In the emirate, more than 300 fires have broken out in the first five months of this year.

In the emirate, home to one of the largest concentrations of construction sites on the globe, more than 300 fires have broken out in the first five months of this year, 5% of which have been major incidents.

Major General Rashid Thani Al Matroushi, director of DCC, said that among this spate of massive fire accidents, warehouses, factories and, of great concern to the construction industry - labour camps, are areas that have been prone to blazes.

Against the backdrop of this trend comes Novec 1230 fire protection fluid. Novec was designed and manufactured by 3M as an environmentally friendly alternative to halon gasses.

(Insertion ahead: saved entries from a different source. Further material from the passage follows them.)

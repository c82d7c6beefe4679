//! CLI library components for the expert roster consolidator.

pub mod config;
pub mod logging;
pub mod pipeline;
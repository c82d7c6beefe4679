//! Error types for roster configuration values.

use thiserror::Error;

/// Errors raised when a form or output layout is internally inconsistent.
#[derive(Debug, Error, PartialEq, Eq)]
pub enum ModelError {
    /// The anchor label is empty after trimming.
    #[error("anchor label must not be empty")]
    EmptyAnchorLabel,

    /// The same field appears twice in an input layout.
    #[error("field '{field}' appears more than once in the input layout")]
    DuplicateLayoutField { field: String },

    /// A field the extractor depends on has no offset in the input layout.
    #[error("{role} field '{field}' is not part of the input layout")]
    MissingLayoutField { role: &'static str, field: String },

    /// Two output fields share one column.
    #[error("output column {column} is assigned to both '{first}' and '{second}'")]
    DuplicateColumn {
        column: u16,
        first: String,
        second: String,
    },

    /// The same field is mapped to more than one output column.
    #[error("field '{field}' is mapped to more than one output column")]
    DuplicateOutputField { field: String },

    /// A one-based layout references column 0.
    #[error("output column {column} for '{field}' is below the layout's column base")]
    ColumnBelowBase { field: String, column: u16 },
}

/// Result type for model validation.
pub type Result<T> = std::result::Result<T, ModelError>;
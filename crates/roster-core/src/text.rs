//! Text normalization for cell values.
//!
//! Form cells are typed by hand and routinely carry stray spaces, line breaks
//! inside merged cells, or full-width spaces. Every value is compared and
//! stored in its stripped form.

use roster_model::CellValue;

/// True for characters removed by [`normalize`].
pub fn is_stripped(ch: char) -> bool {
    ch.is_whitespace() || ch.is_control()
}

/// Removes every whitespace and control character from `value`.
///
/// # Example
/// ```
/// use roster_core::text::normalize;
///
/// assert_eq!(normalize("专家 姓名\n"), "专家姓名");
/// assert_eq!(normalize(""), "");
/// ```
pub fn normalize(value: &str) -> String {
    value.chars().filter(|ch| !is_stripped(*ch)).collect()
}

/// Normalizes a raw cell; missing cells become the empty string.
pub fn normalize_cell(value: &CellValue) -> String {
    value.as_text().map(normalize).unwrap_or_default()
}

As Schome Bag, 3M marketing specialist, explains: "By 1993, halons were substantially banned because of their depletion of the ozone. The original product, Halon 1301, had serious problems. While Halon 1211 was an improvement it was still unacceptable, and halon was phased out."

The environmental credentials of Novec are one of the major selling points that the manufacturer is keen to communicate.

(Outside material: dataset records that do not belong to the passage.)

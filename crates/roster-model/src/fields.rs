//! Field names used by the expert registration form and the roster sheet.

pub const NAME: &str = "专家姓名";
pub const ID_NUMBER: &str = "身份证号";
pub const BANK: &str = "开户银行";
pub const BANK_ACCOUNT: &str = "银行账户";
pub const PHONE: &str = "手机号";

pub const DOCUMENT_TYPE: &str = "证件类型";
pub const NATIONALITY: &str = "国籍";
pub const SEX: &str = "性别";
pub const BIRTH_DATE: &str = "出生日期";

The fluid does not deplete ozone, has an atmospheric lifetime of just five days, and has been given a global warming potential (GWP) of '1' by the Inter-Governmental Panel on Climate Change.

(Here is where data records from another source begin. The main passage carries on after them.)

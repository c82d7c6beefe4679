//! Input-side configuration: the anchor label and the offsets of each field
//! relative to it.

use std::collections::BTreeSet;

use crate::error::{ModelError, Result};
use crate::fields;

/// Position of one field relative to the anchor cell.
#[derive(Debug, Clone, PartialEq, Eq, serde::Serialize, serde::Deserialize)]
pub struct FieldOffset {
    pub field: String,
    pub row_offset: i32,
    pub col_offset: i32,
}

impl FieldOffset {
    pub fn new(field: impl Into<String>, row_offset: i32, col_offset: i32) -> Self {
        Self {
            field: field.into(),
            row_offset,
            col_offset,
        }
    }
}

/// Ordered field offsets for one form version.
#[derive(Debug, Clone, PartialEq, Eq, Default, serde::Serialize, serde::Deserialize)]
#[serde(transparent)]
pub struct LayoutDescriptor {
    pub fields: Vec<FieldOffset>,
}

impl LayoutDescriptor {
    pub fn new(fields: Vec<FieldOffset>) -> Self {
        Self { fields }
    }

    pub fn iter(&self) -> std::slice::Iter<'_, FieldOffset> {
        self.fields.iter()
    }

    pub fn contains(&self, field: &str) -> bool {
        self.fields.iter().any(|entry| entry.field == field)
    }

    pub fn len(&self) -> usize {
        self.fields.len()
    }

    pub fn is_empty(&self) -> bool {
        self.fields.is_empty()
    }
}

/// Names under which the ID-derived values are stored on each record.
#[derive(Debug, Clone, PartialEq, Eq, serde::Serialize, serde::Deserialize)]
#[serde(default)]
pub struct DerivedFieldNames {
    pub document_type: String,
    pub nationality: String,
    pub sex: String,
    pub birth_date: String,
}

impl Default for DerivedFieldNames {
    fn default() -> Self {
        Self {
            document_type: fields::DOCUMENT_TYPE.to_string(),
            nationality: fields::NATIONALITY.to_string(),
            sex: fields::SEX.to_string(),
            birth_date: fields::BIRTH_DATE.to_string(),
        }
    }
}

/// Everything the extractor needs to know about one form version.
#[derive(Debug, Clone, PartialEq, Eq, serde::Serialize, serde::Deserialize)]
#[serde(default)]
pub struct FormConfig {
    /// Normalized text of the merged cell that opens a record block.
    pub anchor_label: String,
    pub layout: LayoutDescriptor,
    /// Records whose value for this field is empty are discarded.
    pub name_field: String,
    /// Field holding the resident ID number used for derived values.
    pub id_field: String,
    pub derived: DerivedFieldNames,
}

impl FormConfig {
    /// The expert registration form: the anchor label cell is followed by the
    /// ID number one row down, the name two rows down, and the bank and phone
    /// details on the third row.
    pub fn expert_form() -> Self {
        Self {
            anchor_label: fields::NAME.to_string(),
            layout: LayoutDescriptor::new(vec![
                FieldOffset::new(fields::NAME, 2, 0),
                FieldOffset::new(fields::ID_NUMBER, 1, 1),
                FieldOffset::new(fields::BANK, 3, 1),
                FieldOffset::new(fields::BANK_ACCOUNT, 3, 3),
                FieldOffset::new(fields::PHONE, 3, 5),
            ]),
            name_field: fields::NAME.to_string(),
            id_field: fields::ID_NUMBER.to_string(),
            derived: DerivedFieldNames::default(),
        }
    }

    pub fn validate(&self) -> Result<()> {
        if self.anchor_label.trim().is_empty() {
            return Err(ModelError::EmptyAnchorLabel);
        }
        let mut seen = BTreeSet::new();
        for entry in self.layout.iter() {
            if !seen.insert(entry.field.as_str()) {
                return Err(ModelError::DuplicateLayoutField {
                    field: entry.field.clone(),
                });
            }
        }
        if !self.layout.contains(&self.name_field) {
            return Err(ModelError::MissingLayoutField {
                role: "name",
                field: self.name_field.clone(),
            });
        }
        if !self.layout.contains(&self.id_field) {
            return Err(ModelError::MissingLayoutField {
                role: "ID number",
                field: self.id_field.clone(),
            });
        }
        Ok(())
    }
}

impl Default for FormConfig {
    fn default() -> Self {
        Self::expert_form()
    }
}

This GWP figure is put into context when compared against Halon 1301 and Halon 1211, which have GWP of 6,900 and 1,300 respectively.

Halon was in popular use for many years due to the fact that it did not damage machinery or electrical goods when administered, which is another property boasted by Novec.

The fluid can be discharged in either liquid or gas form which is good news for any construction site.Hydro fluorine carbons (HFCs) were also in wide use for a time as an alternative to Halon gasses. HFCs did not deplete ozone, but their life span was short lived.

"In the late 1990s, as concern about climate change grew, the Kyoto Protocol addressed the heightened concern for emissions of greenhouse gasses including HFCs," Bag says.

"The concern was well justified, because a 320kg HFC fire system has a global warming impact equivalent to the emissions of 241 cars driven for a year, six railway cars of coal burned, or over a million kg of carbon dioxide emitted."

The fluid does not deplete ozone and has an atmospheric lifetime of just five days.

Watching a demonstration of Novec, it appears a seemingly innocuous liquid. It looks like water, and, like water, it does not harm the human body. It does, however, send fire running for the hills.

To demonstrate the harmlessness of Novec to electrical goods, Bag happily places his mobile phone in a glass of the fluid, and asks a colleague to give him a call.

As the phone starts to ring, Bag pours a further glass of Novec over the keyboard of his fully functioning laptop. The temptation is to shout "NO!!" and leap across the desk, before grabbing the glass from his hand. But he seems to know what he is doing.

"The fluid will evaporate 50 times as fast as water," he says. "Basically, in developing this fluid we sought to strike a balance between concern for human life, and concern for environmental sustainability."

To date, Novec has been adopted in the GCC by Qatar Gas, Saudi Basic Industries Corporation (Sabic), and Dubai Petroleum. Price is based on the area that will be protected by the system. At present 3M is quoting US $250 - 300 per m2 of protection.

So the case for Novec: Puts out fires. Check. Environmentally friendly. Check. So the big question. How, exactly, does it work?

Bag says: "The fluid starts as a liquid, so can be transported easily. This makes filling and emptying discharge systems straight forward. When dispersed with a pressurised nitrogen system its properties allow it to quickly become a gas. It is a high molecular weight material, so as a gas, Novec is heavier than air. It is suitable for use in total flooding applications."

It's time for the construction industry to prove it is serious about sustainability beyond the marketing campaigns. The adoption of a single product may seem like a small step but, as the saying goes, every little step helps.